Palm Springs is nestled up against the San Jacinto Mountains of the Peninsular Ranges, which were created on the Pacific Plate when it crashed into the NA Plate. In the following photo, the foreground mountains on the left are foothills of San Jacinto Peak and are on the Pacific Plate.  The mountains with snow in the distance are part of the Transverse Ranges on the North American Plate. The snow-capped peak is San Gorgonio Mountain, which is the highest peak in Southern California and the Transverse Ranges at 11,503 ft). Between them lie Palm Springs, Interstate 10, the San Andreas Fault, and over 2,000 windmills that produce enough power annually to meet the needs of all residences in the Coachella Valley.

 

2-plates.jpg[Foreground mountains are on the Pacific Plate. Mountains in the distance are on the North American Plate. Taken from the levee of the wash in Indian Canyons. Photograph ©David E. Wilkins, 2019. ]

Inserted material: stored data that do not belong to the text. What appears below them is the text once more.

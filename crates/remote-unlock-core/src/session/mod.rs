//! Interactive unlock session: the prompt/retry protocol run per connection.

mod terminal;


pub use terminal::{truncate, Terminal, GREEN, MAX_LINE, RED, RESET};

use crate::completion::CompletionSignal;
use crate::error::{UnlockError, UnlockResult};
use crate::provider::{count_locked, VolumeProvider, VolumeSet};
use crate::unlock::apply_password;
use log::{info, warn};
use std::io;
use std::sync::Arc;
use tokio::io::{AsyncRead, AsyncWrite};
use zeroize::Zeroizing;

pub const BANNER: &str = "🔑 Welcome to remote-unlock!\n";

/// How a session ended.
#[derive(Debug, Clone, Copy, PartialEq, Eq)]
pub enum SessionEnd {
    /// No locked volumes remained; the completion signal was raised.
    Completed,
    /// The client hung up or interrupted the prompt.
    Aborted,
    /// Volume status could not be read, so the session could not continue.
    Failed,
}

impl SessionEnd {
    /// Exit status reported back to the client.
    pub fn exit_code(self) -> u32 {
        match self {
            SessionEnd::Completed | SessionEnd::Aborted => 0,
            SessionEnd::Failed => 1,
        }
    }
}

/// Why the session goes back to the password prompt.
enum Retry {
    Empty,
    NotUtf8,
    WrongPassword,
    Failed(UnlockError),
}

enum State {
    Rendering,
    Prompting,
    Unlocking(Zeroizing<String>),
    Retrying(Retry),
    Done(SessionEnd),
}

/// One connection's walk through render → prompt → unlock.
pub struct UnlockSession<P: ?Sized, S> {
    provider: Arc<P>,
    completion: Arc<CompletionSignal>,
    term: Terminal<S>,
    peer: String,
}

impl<P, S> UnlockSession<P, S>
where
    P: VolumeProvider + ?Sized + 'static,
    S: AsyncRead + AsyncWrite + Unpin,
{
    pub fn new(
        provider: Arc<P>,
        completion: Arc<CompletionSignal>,
        term: Terminal<S>,
        peer: impl Into<String>,
    ) -> Self {
        Self {
            provider,
            completion,
            term,
            peer: peer.into(),
        }
    }

    /// Drive the session until it completes or the client goes away.
    ///
    /// Only transport failures are returned as errors; provider failures are
    /// shown to the client and handled inside the state machine.
    pub async fn run(mut self) -> io::Result<SessionEnd> {
        self.term.write_str(BANNER).await?;

        let mut state = State::Rendering;
        loop {
            state = match state {
                State::Rendering => self.render().await?,
                State::Prompting => self.prompt().await?,
                State::Unlocking(password) => self.unlock(password).await?,
                State::Retrying(reason) => self.retry(reason).await?,
                State::Done(end) => {
                    info!("session from {} ended: {:?}", self.peer, end);
                    return Ok(end);
                }
            };
        }
    }

    async fn render(&mut self) -> io::Result<State> {
        let volumes = match self.list_volumes().await {
            Ok(volumes) => volumes,
            Err(err) => {
                warn!("listing volumes for {} failed: {}", self.peer, err);
                self.term
                    .write_str(&format!("Error getting encrypted volumes: {err}\n"))
                    .await?;
                return Ok(State::Done(SessionEnd::Failed));
            }
        };

        if count_locked(&volumes) == 0 {
            // The client hears about it before the boot is resumed.
            let written = self
                .term
                .write_str(&format!("{GREEN}\n✓ All volumes are unlocked.{RESET}\n"))
                .await;
            if self.completion.fire() {
                info!("all volumes unlocked (observed by {})", self.peer);
            }
            written?;
            return Ok(State::Done(SessionEnd::Completed));
        }

        let block = status_block(&volumes, self.term.size().width as usize);
        self.term.write_str(&block).await?;
        Ok(State::Prompting)
    }

    async fn prompt(&mut self) -> io::Result<State> {
        let Some(mut bytes) = self.term.read_password("Password: ").await? else {
            return Ok(State::Done(SessionEnd::Aborted));
        };
        if bytes.is_empty() {
            return Ok(State::Retrying(Retry::Empty));
        }
        match String::from_utf8(std::mem::take(&mut *bytes)) {
            Ok(text) => Ok(State::Unlocking(Zeroizing::new(text))),
            Err(err) => {
                // Re-wrap so the rejected bytes are wiped on drop.
                drop(Zeroizing::new(err.into_bytes()));
                Ok(State::Retrying(Retry::NotUtf8))
            }
        }
    }

    async fn unlock(&mut self, password: Zeroizing<String>) -> io::Result<State> {
        let provider = Arc::clone(&self.provider);
        let outcome = tokio::task::spawn_blocking(move || apply_password(&*provider, &password))
            .await
            .map_err(UnlockError::from)
            .and_then(|result| result);

        match outcome {
            Ok(0) => Ok(State::Retrying(Retry::WrongPassword)),
            Ok(count) => {
                info!("{} unlocked {} volume(s)", self.peer, count);
                let noun = if count == 1 { "volume" } else { "volumes" };
                self.term
                    .write_str(&format!("{GREEN}Unlocked {count} {noun}.{RESET}\n"))
                    .await?;
                Ok(State::Rendering)
            }
            Err(err) => {
                warn!("unlock attempt from {} failed: {}", self.peer, err);
                Ok(State::Retrying(Retry::Failed(err)))
            }
        }
    }

    async fn retry(&mut self, reason: Retry) -> io::Result<State> {
        let message = match reason {
            Retry::Empty => "Invalid password: nothing was entered.".to_string(),
            Retry::NotUtf8 => "Invalid password: input is not valid UTF-8.".to_string(),
            Retry::WrongPassword => "Invalid password. Please try again.".to_string(),
            Retry::Failed(err) => format!("Error: {err}"),
        };
        self.term
            .write_str(&format!("{RED}{message}{RESET}\n"))
            .await?;
        Ok(State::Prompting)
    }

    async fn list_volumes(&mut self) -> UnlockResult<VolumeSet> {
        let provider = Arc::clone(&self.provider);
        tokio::task::spawn_blocking(move || provider.list_volumes()).await?
    }
}

/// Blank-line-delimited status list, one coloured marker and name per volume.
///
/// A width of 0 means the client did not report one; names are then printed
/// in full.
fn status_block(volumes: &VolumeSet, width: usize) -> String {
    // "⬤  " plus a little margin.
    let name_width = match width {
        0 => usize::MAX,
        w => w.saturating_sub(4).max(8),
    };
    let mut out = String::from("\n");
    for (name, state) in volumes {
        let colour = if state.is_locked() { RED } else { GREEN };
        out.push_str(&format!(
            "{colour}⬤ {RESET} {}\n",
            truncate(name, name_width)
        ));
    }
    out.push('\n');
    out
}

The San Jacinto Mountains surround Indian Canyons Golf Resort and are the northernmost range of the Peninsular Ranges that also cover Orange and San Diego counties, all the way to the southern tip of the Baja California Peninsula.

Immediately west of Palm Springs, San Jacinto Peak (10,834 ft) is the highest point in the Peninsular Ranges, the second highest peak in Southern California and home to the Palm Springs Aerial Tramway. San Jacinto Peak is one of the most topographically prominent peaks in the US and its north escarpment is one of the highest in the 48 contiguous states.

It is the San Jacinto Mountains that make our very young valley a “rain-shadow” desert, as they are high enough to prevent the maritime weather systems of the Pacific Ocean from getting to Palm Springs.

PS. The Pacific Plate (with LA and Palm Springs) is moving 2 inches per year north relative to the North American plate (with San Francisco and Palo Alto). A unique rock formation in the Pinnacles National Monument (a few miles south of Salinas/Monterey) is a perfect match for the same formation in the Mojave Desert, near the Transverse Ranges, showing the Pinnacle rocks have moved 190 miles toward San Francisco in the last 23 million years.